WORK INSTRUCTIONS
The full listing should be transcribed verbatim.

════════════════

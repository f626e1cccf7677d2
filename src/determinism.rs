//! Determinism Layer
//!
//! Every list in the IR is put in source order, ties keeping the order the
//! adapter produced, and serialized output goes through `serde_json::Value`
//! so object keys come out sorted.

use crate::ir::{Block, Declaration, File, Span};
use serde::Serialize;

fn by_span<T>(items: &mut [T], span: impl Fn(&T) -> Span) {
    items.sort_by_key(|item| {
        let s = span(item);
        (s.start, s.end)
    });
}

/// Put every list of a file in source order and drop duplicate unknowns
pub fn canonicalize_file(file: &mut File) {
    canonicalize_declarations(&mut file.declarations);
    by_span(&mut file.imports, |i| i.span);
    by_span(&mut file.comments, |c| c.span);
    by_span(&mut file.unknown_regions, |u| u.span);
    file.unknown_regions.dedup();
    by_span(&mut file.unparsed_blocks, |u| u.span);
    file.unparsed_blocks.dedup();
}

fn canonicalize_declarations(declarations: &mut [Declaration]) {
    by_span(declarations, |d| d.span);
    for declaration in declarations.iter_mut() {
        by_span(&mut declaration.parameters, |p| p.span);
        canonicalize_declarations(&mut declaration.children);
        if let Some(body) = declaration.body.as_mut() {
            canonicalize_block(body);
        }
    }
}

/// Put every list of a block, and of its branches, in source order
pub fn canonicalize_block(block: &mut Block) {
    by_span(&mut block.control_flow, |c| c.span);
    by_span(&mut block.calls, |c| c.span);
    by_span(&mut block.comments, |c| c.span);
    by_span(&mut block.unknown_regions, |u| u.span);
    block.unknown_regions.dedup();
    canonicalize_declarations(&mut block.nested_declarations);
    for flow in &mut block.control_flow {
        for branch in &mut flow.branches {
            canonicalize_block(branch);
        }
    }
}

/// Pretty JSON with object keys in sorted order
pub fn to_canonical_json<T: Serialize>(value: &T) -> serde_json::Result<String> {
    let value = serde_json::to_value(value)?;
    serde_json::to_string_pretty(&value)
}

/// MD5 of the canonical JSON of `value`
pub fn fingerprint<T: Serialize>(value: &T) -> serde_json::Result<String> {
    let json = to_canonical_json(value)?;
    Ok(format!("{:x}", md5::compute(json.as_bytes())))
}

#[cfg(test)]
mod tests {
    use super::*;
    use crate::ir::{Call, ControlFlow, ControlFlowKind, DeclarationKind, LanguageId, UnknownKind, UnknownNode};

    fn decl(name: &str, start: usize, end: usize) -> Declaration {
        Declaration::new(name.to_string(), DeclarationKind::Function, Span::new(start, end, 1, 1))
    }

    fn call(name: &str, start: usize) -> Call {
        Call {
            callee: name.to_string(),
            span: Span::new(start, start + 1, 1, 1),
            argument_count: 0,
            is_method: false,
        }
    }

    #[test]
    fn test_canonicalize_file_orders_recursively() {
        let mut class = decl("C", 0, 50);
        class.children = vec![decl("second", 30, 40), decl("first", 10, 20)];

        let mut file = File::new("a.ts".to_string(), LanguageId::TypeScript);
        file.declarations = vec![decl("late", 60, 70), class];
        let unknown = UnknownNode::new(Span::new(80, 90, 9, 9), UnknownKind::SyntaxError, "syntax error");
        file.unknown_regions = vec![unknown.clone(), unknown];

        canonicalize_file(&mut file);
        let names: Vec<_> = file.walk_declarations().map(|d| d.name.as_str()).collect();
        assert_eq!(names, vec!["C", "first", "second", "late"]);
        assert_eq!(file.unknown_regions.len(), 1);
    }

    #[test]
    fn test_ties_keep_adapter_order() {
        let mut block = Block::default();
        block.calls = vec![call("outer", 5), call("b", 1), call("a", 1)];
        canonicalize_block(&mut block);
        let callees: Vec<_> = block.calls.iter().map(|c| c.callee.as_str()).collect();
        assert_eq!(callees, vec!["b", "a", "outer"]);
    }

    #[test]
    fn test_canonicalize_block_branches() {
        let mut branch = Block::default();
        branch.calls = vec![call("y", 9), call("x", 8)];
        let mut block = Block::default();
        block.control_flow.push(ControlFlow {
            kind: ControlFlowKind::If,
            span: Span::new(7, 10, 1, 1),
            condition_span: None,
            branches: vec![branch],
        });
        canonicalize_block(&mut block);
        assert_eq!(block.control_flow[0].branches[0].calls[0].callee, "x");
    }

    #[test]
    fn test_canonical_json_sorts_keys() {
        let json = to_canonical_json(&call("f", 0)).unwrap();
        let argument = json.find("\"argument_count\"").unwrap();
        let callee = json.find("\"callee\"").unwrap();
        let is_method = json.find("\"is_method\"").unwrap();
        let span = json.find("\"span\"").unwrap();
        assert!(argument < callee && callee < is_method && is_method < span);

        let end = json.find("\"end\"").unwrap();
        let start = json.find("\"start\"").unwrap();
        assert!(end < start);
    }

    #[test]
    fn test_fingerprint_stable() {
        let a = fingerprint(&decl("f", 0, 1)).unwrap();
        assert_eq!(a, fingerprint(&decl("f", 0, 1)).unwrap());
        assert_ne!(a, fingerprint(&decl("g", 0, 1)).unwrap());
    }
}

════════════════

RESULT FOR THIS TASK
repository f626e1cccf7677d2
filename src/determinism.rs
//! Determinism Layer
//!
//! Every list in the IR is put in source order, ties keeping the order the
//! adapter produced, and serialized output goes through `serde_json::Value`
//! so object keys come out sorted.

use crate::ir::{Block, Declaration, File, Span};
use serde::Serialize;

fn by_span<T>(items: &mut [T], span: impl Fn(&T) -> Span) {
    items.sort_by_key(|item| {
        let s = span(item);
        (s.start, s.end)
    });
}

/// Put every list of a file in source order and drop duplicate unknowns
pub fn canonicalize_file(file: &mut File) {
    canonicalize_declarations(&mut file.declarations);
    by_span(&mut file.imports, |i| i.span);
    by_span(&mut file.comments, |c| c.span);
    by_span(&mut file.unknown_regions, |u| u.span);
    file.unknown_regions.dedup();
    by_span(&mut file.unparsed_blocks, |u| u.span);
    file.unparsed_blocks.dedup();
}

fn canonicalize_declarations(declarations: &mut [Declaration]) {
    by_span(declarations, |d| d.span);
    for declaration in declarations.iter_mut() {
        by_span(&mut declaration.parameters, |p| p.span);
        canonicalize_declarations(&mut declaration.children);
        if let Some(body) = declaration.body.as_mut() {
            canonicalize_block(body);
        }
    }
}

/// Put every list of a block, and of its branches, in source order
pub fn canonicalize_block(block: &mut Block) {
    by_span(&mut block.control_flow, |c| c.span);
    by_span(&mut block.calls, |c| c.span);
    by_span(&mut block.comments, |c| c.span);
    by_span(&mut block.unknown_regions, |u| u.span);
    block.unknown_regions.dedup();
    canonicalize_declarations(&mut block.nested_declarations);
    for flow in &mut block.control_flow {
        for branch in &mut flow.branches {
            canonicalize_block(branch);
        }
    }
}

/// Pretty JSON with object keys in sorted order
pub fn to_canonical_json<T: Serialize>(value: &T) -> serde_json::Result<String> {
    let value = serde_json::to_value(value)?;
    serde_json::to_string_pretty(&value)
}

/// MD5 of the canonical JSON of `value`
pub fn fingerprint<T: Serialize>(value: &T) -> serde_json::Result<String> {
    let json = to_canonical_json(value)?;
    Ok(format!("{:x}", md5::compute(json.as_bytes())))
}

#[cfg(test)]
mod tests {
    use super::*;
    use crate::ir::{Call, ControlFlow, ControlFlowKind, DeclarationKind, LanguageId, UnknownKind, UnknownNode};

    fn decl(name: &str, start: usize, end: usize) -> Declaration {
        Declaration::new(name.to_string(), DeclarationKind::Function, Span::new(start, end, 1, 1))
    }

    fn call(name: &str, start: usize) -> Call {
        Call {
            callee: name.to_string(),
            span: Span::new(start, start + 1, 1, 1),
            argument_count: 0,
            is_method: false,
        }
    }

    #[test]
    fn test_canonicalize_file_orders_recursively() {
        let mut class = decl("C", 0, 50);
        class.children = vec![decl("second", 30, 40), decl("first", 10, 20)];

        let mut file = File::new("a.ts".to_string(), LanguageId::TypeScript);
        file.declarations = vec![decl("late", 60, 70), class];
        let unknown = UnknownNode::new(Span::new(80, 90, 9, 9), UnknownKind::SyntaxError, "syntax error");
        file.unknown_regions = vec![unknown.clone(), unknown];

        canonicalize_file(&mut file);
        let names: Vec<_> = file.walk_declarations().map(|d| d.name.as_str()).collect();
        assert_eq!(names, vec!["C", "first", "second", "late"]);
        assert_eq!(file.unknown_regions.len(), 1);
    }

    #[test]
    fn test_ties_keep_adapter_order() {
        let mut block = Block::default();
        block.calls = vec![call("outer", 5), call("b", 1), call("a", 1)];
        canonicalize_block(&mut block);
        let callees: Vec<_> = block.calls.iter().map(|c| c.callee.as_str()).collect();
        assert_eq!(callees, vec!["b", "a", "outer"]);
    }

    #[test]
    fn test_canonicalize_block_branches() {
        let mut branch = Block::default();
        branch.calls = vec![call("y", 9), call("x", 8)];
        let mut block = Block::default();
        block.control_flow.push(ControlFlow {
            kind: ControlFlowKind::If,
            span: Span::new(7, 10, 1, 1),
            condition_span: None,
            branches: vec![branch],
        });
        canonicalize_block(&mut block);
        assert_eq!(block.control_flow[0].branches[0].calls[0].callee, "x");
    }

    #[test]
    fn test_canonical_json_sorts_keys() {
        let json = to_canonical_json(&call("f", 0)).unwrap();
        let argument = json.find("\"argument_count\"").unwrap();
        let callee = json.find("\"callee\"").unwrap();
        let is_method = json.find("\"is_method\"").unwrap();
        let span = json.find("\"span\"").unwrap();
        assert!(argument < callee && callee < is_method && is_method < span);

        let end = json.find("\"end\"").unwrap();
        let start = json.find("\"start\"").unwrap();
        assert!(end < start);
    }

    #[test]
    fn test_fingerprint_stable() {
        let a = fingerprint(&decl("f", 0, 1)).unwrap();
        assert_eq!(a, fingerprint(&decl("f", 0, 1)).unwrap());
        assert_ne!(a, fingerprint(&decl("g", 0, 1)).unwrap());
    }
}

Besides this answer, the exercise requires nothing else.